RudiC · April 20, 2017, 9:54am

Would using a fifo (as a regular file for -O ) be an option?

p1ne · April 20, 2017, 11:26am

Just Googled fifo...this isn't doing anything differently than what I've already posted (no error either).

mkfifo /tmp/jobqueue |
wget -q -r -l1 -O /tmp/jobqueue URL/ |
    grep -hrio "\b[a-z0-9.-]\+@[a-z0-9.-]\+\.[a-z]\{2,4\}\+\b" |
    sort -u |
    sed '0~5 a\\' > 7.txt

Corona688 · April 20, 2017, 11:53am

That's not how fifo's work.

mkfifo /tmp/jobqueue

# Need to put this in the background, since it will wait until both
# ends of the fifo are open
( wget -q -r -l1 -O /tmp/jobqueue URL/ & )

< /tmp/jobqueue grep -hrio "\b[a-z0-9.-]\+@[a-z0-9.-]\+\.[a-z]\{2,4\}\+\b" |
    sort -u |
    sed '0~5 a\\' > 7.txt

wait

rm -f /tmp/jobqueue

p1ne · April 20, 2017, 2:16pm

That's interesting, thanks. Probably getting closer?

>     sed '0~5 a\\' > 7.txt
-k or -r can be used together with -O only if outputting to a regular file.
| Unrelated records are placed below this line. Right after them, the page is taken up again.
use anyhow::Context;
use tracing::{error, info};
use tracing_subscriber::{fmt, EnvFilter};

use floornav_service::{build_router, config::Config, AppState};

#[tokio::main]
async fn main() -> anyhow::Result<()> {
    // Structured logging
    let filter = EnvFilter::try_from_default_env().unwrap_or_else(|_| EnvFilter::new("info"));
    fmt().with_env_filter(filter).json().init();

    let cfg = Config::from_env()?;
    let state = AppState::new(cfg.graph_path.clone(), cfg.options.clone());
    if cfg.graph_path.is_some() {
        // A broken document should not keep the service down; /admin/reload retries.
        if let Err(e) = state.reload_from_disk() {
            error!(error = %format!("{e:#}"), "initial graph load failed");
        }
    }

    let addr = cfg.addr()?;
    let app = build_router(state);
    info!(core_version = %floornav_core::version(), addr = %addr, "starting floornav-service");
    let listener = tokio::net::TcpListener::bind(addr).await.context("bind failed")?;
    axum::serve(listener, app).await.context("server error")?;
    Ok(())
}
use axum::extract::rejection::{JsonRejection, PathRejection, QueryRejection};
use axum::http::StatusCode;
use axum::response::{IntoResponse, Response};
use axum::Json;
use floornav_core::{GraphError, NavError};
use serde::Serialize;
use thiserror::Error;

#[derive(Error, Debug)]
pub enum AppError {
    #[error("bad request: {0}")]
    BadRequest(String),
    #[error("not found: {0}")]
    NotFound(String),
    #[error("no graph loaded")]
    NotLoaded,
    #[error(transparent)]
    Internal(#[from] anyhow::Error),
}

impl From<GraphError> for AppError {
    fn from(e: GraphError) -> Self {
        match e {
            GraphError::Empty => AppError::NotLoaded,
            other => AppError::BadRequest(other.to_string()),
        }
    }
}

impl From<NavError> for AppError {
    fn from(e: NavError) -> Self {
        match e {
            NavError::Graph(g) => g.into(),
            other => AppError::NotFound(other.to_string()),
        }
    }
}

impl From<JsonRejection> for AppError {
    fn from(e: JsonRejection) -> Self { AppError::BadRequest(e.body_text()) }
}

impl From<PathRejection> for AppError {
    fn from(e: PathRejection) -> Self { AppError::BadRequest(e.body_text()) }
}

impl From<QueryRejection> for AppError {
    fn from(e: QueryRejection) -> Self { AppError::BadRequest(e.body_text()) }
}

#[derive(Serialize)]
struct ErrorBody<'a> {
    error: ErrorPayload<'a>,
}

#[derive(Serialize)]
struct ErrorPayload<'a> {
    code: &'a str,
    message: String,
}

impl IntoResponse for AppError {
    fn into_response(self) -> Response {
        let (status, code) = match &self {
            AppError::BadRequest(_) => (StatusCode::BAD_REQUEST, "bad_request"),
            AppError::NotFound(_) => (StatusCode::NOT_FOUND, "not_found"),
            AppError::NotLoaded => (StatusCode::SERVICE_UNAVAILABLE, "not_loaded"),
            AppError::Internal(_) => (StatusCode::INTERNAL_SERVER_ERROR, "internal"),
        };
        let body = ErrorBody { error: ErrorPayload { code, message: self.to_string() } };
        (status, Json(body)).into_response()
    }
}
Corona688 · April 20, 2017, 2:57pm

That's the clue we needed - the reason it doesn't work when you put the same command in a pipe chain.

It doesn't work simply because wget refuses to output to anything but a regular file. Pipes, named or otherwise, are no good. For -k, this is because it has to edit the file after it downloads it. For -p, this is because it opens the output file more than once. Both of which would indeed do awful things to a pipe.

So, not a lot you can do. Sorry.

p1ne · April 20, 2017, 3:18pm

Thanks for explanation; you'll see I did post that error message a few posts ago.

So I'll have to make a new directory every time I run this sequence...pretty inefficient. Anyhow if you or anyone else gets another idea on this please update. Thanks.

Corona688 · April 20, 2017, 5:00pm

I don't see why using a folder makes it inefficient.. What exactly are you trying to avoid?

p1ne · April 20, 2017, 5:16pm

Making, and cd'ing into all those nested directories is inefficient, when I might have all the URL folders in 1 directory.

Corona688 · April 20, 2017, 5:31pm

If you don't want files in folders, why are you downloading recursively?

If you want multiple files, why are you downloading recursively, when you'll have no order over the order they're retrieved?

What exactly are you trying to do, that wget is not doing? What is the grep actually for? What sort of data are you retrieving?

Perhaps explain, from the beginning, what you are actually trying to do? I think we may have taken a wrong turn somewhere.

p1ne · April 20, 2017, 5:50pm

Of course the files will be in folders. I just wanted all the downloaded folders in 1 directory, and that's not gonna happen, given that wget -O can't be piped to grep. wget and grep are working as expected; there's no wrong turn. And thanks for showing me about fifo.